Association Rule Mining (ARM)

Introduction

The feature data ‘X’ for this portion of the analysis consists of text data collected from news articles via the News API. The goal of this analysis is to determine if there are any connections or linkages between different words or phrases when it comes to electric vehicles. Sentiment analysis on the articles is also performed to discern how the media outlets portray these automobile advancements.

Ultimately, I aim to analyze if there are identifiable connections in narrative patterns or sentiment trends. Furthermore, using association rule mining to investigate any correlations amongst certain terms and what they might mean in the given context of the EV industry.

Theory

The Association Rule Mining method sifts through large datasets to discover hidden relationships between different items. As a unsupervised machine learning technique, ARM doesn’t require pre-labeled data to learn from. Instead, it identifies items that frequently occur together, revealing patterns that might not be immediately obvious. For example, in a textual analysis, certain words might consistently appear close to one another, suggesting a connection in context or usage.

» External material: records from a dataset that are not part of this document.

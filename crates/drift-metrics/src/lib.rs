//! drift-metrics — observability for the driftwatch scoring service.
//!
//! Holds the process-wide request counters, latency histograms, anomaly
//! counters and the model-loaded gauge, and renders them in the
//! Prometheus text exposition format.
//!
//! # Architecture
//!
//! ```text
//! MetricsRegistry
//!   ├── requests_total{endpoint,method,status}      CounterVec
//!   ├── request_latency_seconds{endpoint}           HistogramVec
//!   ├── anomalies_total{endpoint}                   CounterVec
//!   ├── model_loaded                                Gauge
//!   ├── start_timer() → LatencyTimer (observes on drop)
//!   └── render() → text/plain for /metrics
//! ```
//!
//! The registry is constructed explicitly and shared as `Arc`; tests build
//! their own instance. Series values are atomics, so concurrent writers
//! never lose updates and never block one another once a label set exists.

pub mod family;
pub mod prometheus;
pub mod registry;
pub mod timer;

pub use registry::MetricsRegistry;
pub use timer::LatencyTimer;
//! drift-api — HTTP surface for the driftwatch scoring service.
//!
//! Wraps a [`ServingPipeline`] in axum routes. The pipeline owns every
//! per-request decision (validation, lazy load, metrics accounting); the
//! handlers only translate bytes in and statuses out.
//!
//! # API Routes
//!
//! | Method | Path | Description |
//! |---|---|---|
//! | GET | `/health` | Liveness, model state, training metadata |
//! | POST | `/predict` | Score one feature vector |
//! | POST | `/predict/batch` | Score a list of feature vectors |
//! | GET | `/metrics` | Prometheus exposition (when monitoring is enabled) |

pub mod handlers;
pub mod pipeline;

use std::sync::Arc;

use axum::Router;
use axum::routing::{get, post};

pub use pipeline::{BatchPrediction, HealthReport, ServeError, ServingPipeline};

/// Shared state for API handlers.
#[derive(Clone)]
pub struct ApiState {
    pub pipeline: Arc<ServingPipeline>,
}

/// Build the service router.
pub fn build_router(pipeline: Arc<ServingPipeline>) -> Router {
    let monitoring = pipeline.settings().monitoring.enabled;
    let state = ApiState { pipeline };

    let mut router = Router::new()
        .route(pipeline::HEALTH, get(handlers::health))
        .route(pipeline::PREDICT, post(handlers::predict))
        .route(pipeline::PREDICT_BATCH, post(handlers::predict_batch));
    if monitoring {
        router = router.route(pipeline::METRICS, get(handlers::prometheus_metrics));
    }
    router.with_state(state)
}
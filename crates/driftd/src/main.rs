//! driftd — the driftwatch daemon.
//!
//! Single binary that assembles the scoring service:
//! - Settings (TOML file, env override)
//! - Anomaly model (lazy-loaded isolation forest)
//! - Metrics registry
//! - Serving pipeline + HTTP API
//!
//! and the offline trainer that produces the model artifact.
//!
//! # Usage
//!
//! ```text
//! driftd train --config config/settings.toml
//! driftd serve --config config/settings.toml --port 8000
//! ```

use std::path::PathBuf;
use std::sync::Arc;

use anyhow::Context;
use clap::{Parser, Subcommand};
use tower_http::trace::TraceLayer;
use tracing::{info, warn};

use drift_api::ServingPipeline;
use drift_core::Settings;
use drift_metrics::MetricsRegistry;
use drift_model::AnomalyModel;

#[derive(Parser)]
#[command(name = "driftd", about = "driftwatch anomaly scoring daemon")]
struct Cli {
    #[command(subcommand)]
    command: Command,
}

#[derive(Subcommand)]
enum Command {
    /// Serve /health, /predict and /metrics.
    Serve {
        /// Settings file (overridden by DRIFT_SETTINGS).
        #[arg(long)]
        config: Option<PathBuf>,

        /// Bind address; defaults to `service.host`.
        #[arg(long)]
        host: Option<String>,

        /// Port to listen on; defaults to `service.port`.
        #[arg(long)]
        port: Option<u16>,
    },

    /// Train on synthetic data and write the model artifact.
    Train {
        /// Settings file (overridden by DRIFT_SETTINGS).
        #[arg(long)]
        config: Option<PathBuf>,
    },
}

#[tokio::main]
async fn main() -> anyhow::Result<()> {
    tracing_subscriber::fmt()
        .with_env_filter(
            tracing_subscriber::EnvFilter::try_from_default_env()
                .or_else(|_| tracing_subscriber::EnvFilter::try_new("info,driftd=debug,drift=debug"))?,
        )
        .init();

    let cli = Cli::parse();

    match cli.command {
        Command::Serve { config, host, port } => {
            let mut settings = Settings::load(config.as_deref())?;
            if let Some(host) = host {
                settings.service.host = host;
            }
            if let Some(port) = port {
                settings.service.port = port;
            }
            serve(settings).await
        }
        Command::Train { config } => {
            let settings = Settings::load(config.as_deref())?;
            let report = tokio::task::spawn_blocking(move || drift_model::train_and_save(&settings))
                .await
                .context("training task panicked")??;
            println!("{}", serde_json::to_string_pretty(&report)?);
            Ok(())
        }
    }
}

async fn serve(settings: Settings) -> anyhow::Result<()> {
    info!(env = %settings.service.env, "driftwatch daemon starting");

    // ── Initialize subsystems ──────────────────────────────────────

    let metrics = Arc::new(MetricsRegistry::new(&settings.monitoring.latency_buckets));
    let model = Arc::new(AnomalyModel::new());
    let (host, port) = (settings.service.host.clone(), settings.service.port);
    let pipeline = Arc::new(ServingPipeline::new(Arc::new(settings), model, metrics));

    // A missing artifact is served lazily; a corrupt one aborts startup.
    match pipeline.ensure_loaded() {
        Ok(true) => info!("model ready"),
        Ok(false) => warn!(
            path = %pipeline.settings().model_path.display(),
            "no model artifact yet, will load on first request"
        ),
        Err(e) => return Err(anyhow::Error::new(e).context("loading model at startup")),
    }

    // ── Start API server ───────────────────────────────────────────

    let router = drift_api::build_router(pipeline).layer(TraceLayer::new_for_http());

    let listener = tokio::net::TcpListener::bind((host.as_str(), port))
        .await
        .with_context(|| format!("binding {host}:{port}"))?;
    info!(addr = %listener.local_addr()?, "API server listening");

    axum::serve(listener, router)
        .with_graceful_shutdown(async {
            if let Err(e) = tokio::signal::ctrl_c().await {
                warn!(error = %e, "failed to listen for Ctrl-C");
                std::future::pending::<()>().await;
            }
            info!("shutdown signal received");
        })
        .await?;

    info!("driftwatch daemon stopped");
    Ok(())
}
//! drift-core — shared types for the driftwatch scoring service.
//!
//! Holds the settings schema (`settings.toml`), the feature-vector and
//! prediction types that flow through the serving pipeline, and the
//! data-quality gate that every inbound vector passes before it reaches
//! the model.

pub mod config;
pub mod error;
pub mod quality;
pub mod types;

pub use config::Settings;
pub use error::{ConfigError, ValidationError, ValidationKind};
pub use types::*;
// Domain Error Types

use thiserror::Error;

#[derive(Error, Debug)]
pub enum DomainError {
    #[error("Unknown alert kind: {0}")]
    UnknownKind(String),

    #[error("Unknown action role: {0}")]
    UnknownRole(String),
}

pub type Result<T> = std::result::Result<T, DomainError>;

The presence of one word can significantly increase the likelihood of the other’s occurrence, a relationship that ARM can quantify to predict associations and trends.

The ARM method not only identifies if two items are associated, it can also discern the strength of their association. For example, if the words “electric vehicle” and “sustainability” appear together quite frequently in articles, then ARM can help identify how often this pattern is observed. This quantifies the insights gained from the broader public discussions around EVs. Leaders and executives can make well-informed decisions by understanding these patterns and what may be causing them in order to bring changes as necessary.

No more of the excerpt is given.